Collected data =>
——

// file: src/analysis/chunker.rs
// description: fixed word-count chunking of document sections
// reference: word-window chunking

use crate::models::{Chunk, DocumentSection};

pub struct SectionChunker {
    target_word_count: usize,
}

impl SectionChunker {
    pub fn new(target_word_count: usize) -> Self {
        Self {
            target_word_count: target_word_count.max(1),
        }
    }

    /// Chunks in section order, then in order within each section.
    pub fn chunk_sections(&self, sections: &[DocumentSection]) -> Vec<Chunk> {
        sections
            .iter()
            .flat_map(|section| self.chunk_section(section))
            .collect()
    }

    pub fn chunk_section(&self, section: &DocumentSection) -> Vec<Chunk> {
        let content = section.content();
        let words: Vec<&str> = content.split_whitespace().collect();

        words
            .chunks(self.target_word_count)
            .map(|group| group.join(" "))
            .filter(|text| !text.trim().is_empty())
            .map(|text| {
                Chunk::new(
                    text,
                    section.doc_name.clone(),
                    section.start_page,
                    section.title.clone(),
                )
            })
            .collect()
    }
}

#[cfg(test)]
mod tests {
    use super::*;

    fn section(title: &str, page: u32, words: usize) -> DocumentSection {
        let mut section = DocumentSection::new(title, page, "report.pdf");
        let text: Vec<String> = (0..words).map(|i| format!("w{i}")).collect();
        for line in text.chunks(7) {
            section.push_line(line.join("  "));
        }
        section
    }

    #[test]
    fn test_chunk_sizes() {
        let chunker = SectionChunker::new(250);
        let chunks = chunker.chunk_section(&section("Overview", 1, 300));

        let sizes: Vec<usize> = chunks.iter().map(Chunk::word_count).collect();
        assert_eq!(sizes, vec![250, 50]);
        assert!(chunks.iter().all(|c| c.page_number == 1 && c.section_title == "Overview"));
    }

    #[test]
    fn test_rejoining_reproduces_words() {
        let chunker = SectionChunker::new(13);
        let original = section("Body", 3, 101);
        let chunks = chunker.chunk_section(&original);

        let rejoined: Vec<String> = chunks
            .iter()
            .flat_map(|c| c.text.split_whitespace().map(str::to_string))
            .collect();
        let expected: Vec<String> = original
            .content()
            .split_whitespace()
            .map(str::to_string)
            .collect();
        assert_eq!(rejoined, expected);
    }

    #[test]
    fn test_exact_multiple_has_no_trailing_chunk() {
        let chunker = SectionChunker::new(10);
        assert_eq!(chunker.chunk_section(&section("Body", 1, 30)).len(), 3);
    }

    #[test]
    fn test_section_order_preserved() {
        let chunker = SectionChunker::new(5);
        let chunks = chunker.chunk_sections(&[section("A", 1, 7), section("B", 2, 3)]);

        let titles: Vec<&str> = chunks.iter().map(|c| c.section_title.as_str()).collect();
        assert_eq!(titles, vec!["A", "A", "B"]);
        assert_eq!(chunks[2].page_number, 2);
    }

    #[test]
    fn test_empty_section_yields_nothing() {
        let chunker = SectionChunker::new(5);
        let mut empty = DocumentSection::new("Empty", 1, "report.pdf");
        empty.push_line("   ");
        assert!(chunker.chunk_section(&empty).is_empty());
    }
}
// file: src/embedding/hashing.rs
// description: deterministic offline embeddings via signed feature hashing
// reference: https://docs.rs/sha2

use crate::embedding::Embedder;
use crate::error::Result;
use async_trait::async_trait;
use sha2::{Digest, Sha256};

const BIGRAM_WEIGHT: f32 = 0.5;

/// Bag-of-words embedder: unigrams and adjacent-word bigrams are hashed into
/// signed buckets, then the vector is L2-normalised.
///
/// Needs no model or network, and identical text always yields an identical
/// vector. Texts sharing vocabulary score higher; there is no notion of
/// synonymy.
#[derive(Debug, Clone)]
pub struct HashingEmbedder {
    dimensions: usize,
}

impl HashingEmbedder {
    pub fn new(dimensions: usize) -> Self {
        Self {
            dimensions: dimensions.max(1),
        }
    }

    pub fn embed_sync(&self, text: &str) -> Vec<f32> {
        let mut vector = vec![0.0f32; self.dimensions];
        let tokens = tokenize(text);

        for token in &tokens {
            self.accumulate(&mut vector, "u", token, 1.0);
        }
        for pair in tokens.windows(2) {
            let bigram = format!("{} {}", pair[0], pair[1]);
            self.accumulate(&mut vector, "b", &bigram, BIGRAM_WEIGHT);
        }

        let norm = vector.iter().map(|x| x * x).sum::<f32>().sqrt();
        if norm > 0.0 {
            vector.iter_mut().for_each(|x| *x /= norm);
        }
        vector
    }

    fn accumulate(&self, vector: &mut [f32], kind: &str, feature: &str, weight: f32) {
        let mut hasher = Sha256::new();
        hasher.update(kind.as_bytes());
        hasher.update([0u8]);
        hasher.update(feature.as_bytes());
        let digest = hasher.finalize();

        let mut bucket_bytes = [0u8; 8];
        bucket_bytes.copy_from_slice(&digest[..8]);
        let bucket = (u64::from_le_bytes(bucket_bytes) % self.dimensions as u64) as usize;
        let sign = if digest[8] & 1 == 0 { 1.0 } else { -1.0 };

        vector[bucket] += sign * weight;
    }
}

fn tokenize(text: &str) -> Vec<String> {
    text.split(|c: char| !c.is_alphanumeric())
        .filter(|token| !token.is_empty())
        .map(str::to_lowercase)
        .collect()
}

#[async_trait]
impl Embedder for HashingEmbedder {
    async fn embed_one(&self, text: &str) -> Result<Vec<f32>> {
        Ok(self.embed_sync(text))
    }

    async fn embed_many(&self, texts: &[String]) -> Result<Vec<Vec<f32>>> {
        Ok(texts.iter().map(|text| self.embed_sync(text)).collect())
    }

    fn dimensions(&self) -> usize {
        self.dimensions
    }

    fn name(&self) -> &str {
        "hashing"
    }
}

——

Begin with the line that contains "vector.iter_mut().for_each(|x| *x /= norm);" and end with the last line of the records; set down every line in that span exactly, and nothing else.

            vector.iter_mut().for_each(|x| *x /= norm);
        }
        vector
    }

    fn accumulate(&self, vector: &mut [f32], kind: &str, feature: &str, weight: f32) {
        let mut hasher = Sha256::new();
        hasher.update(kind.as_bytes());
        hasher.update([0u8]);
        hasher.update(feature.as_bytes());
        let digest = hasher.finalize();

        let mut bucket_bytes = [0u8; 8];
        bucket_bytes.copy_from_slice(&digest[..8]);
        let bucket = (u64::from_le_bytes(bucket_bytes) % self.dimensions as u64) as usize;
        let sign = if digest[8] & 1 == 0 { 1.0 } else { -1.0 };

        vector[bucket] += sign * weight;
    }
}

fn tokenize(text: &str) -> Vec<String> {
    text.split(|c: char| !c.is_alphanumeric())
        .filter(|token| !token.is_empty())
        .map(str::to_lowercase)
        .collect()
}

#[async_trait]
impl Embedder for HashingEmbedder {
    async fn embed_one(&self, text: &str) -> Result<Vec<f32>> {
        Ok(self.embed_sync(text))
    }

    async fn embed_many(&self, texts: &[String]) -> Result<Vec<Vec<f32>>> {
        Ok(texts.iter().map(|text| self.embed_sync(text)).collect())
    }

    fn dimensions(&self) -> usize {
        self.dimensions
    }

    fn name(&self) -> &str {
        "hashing"
    }
}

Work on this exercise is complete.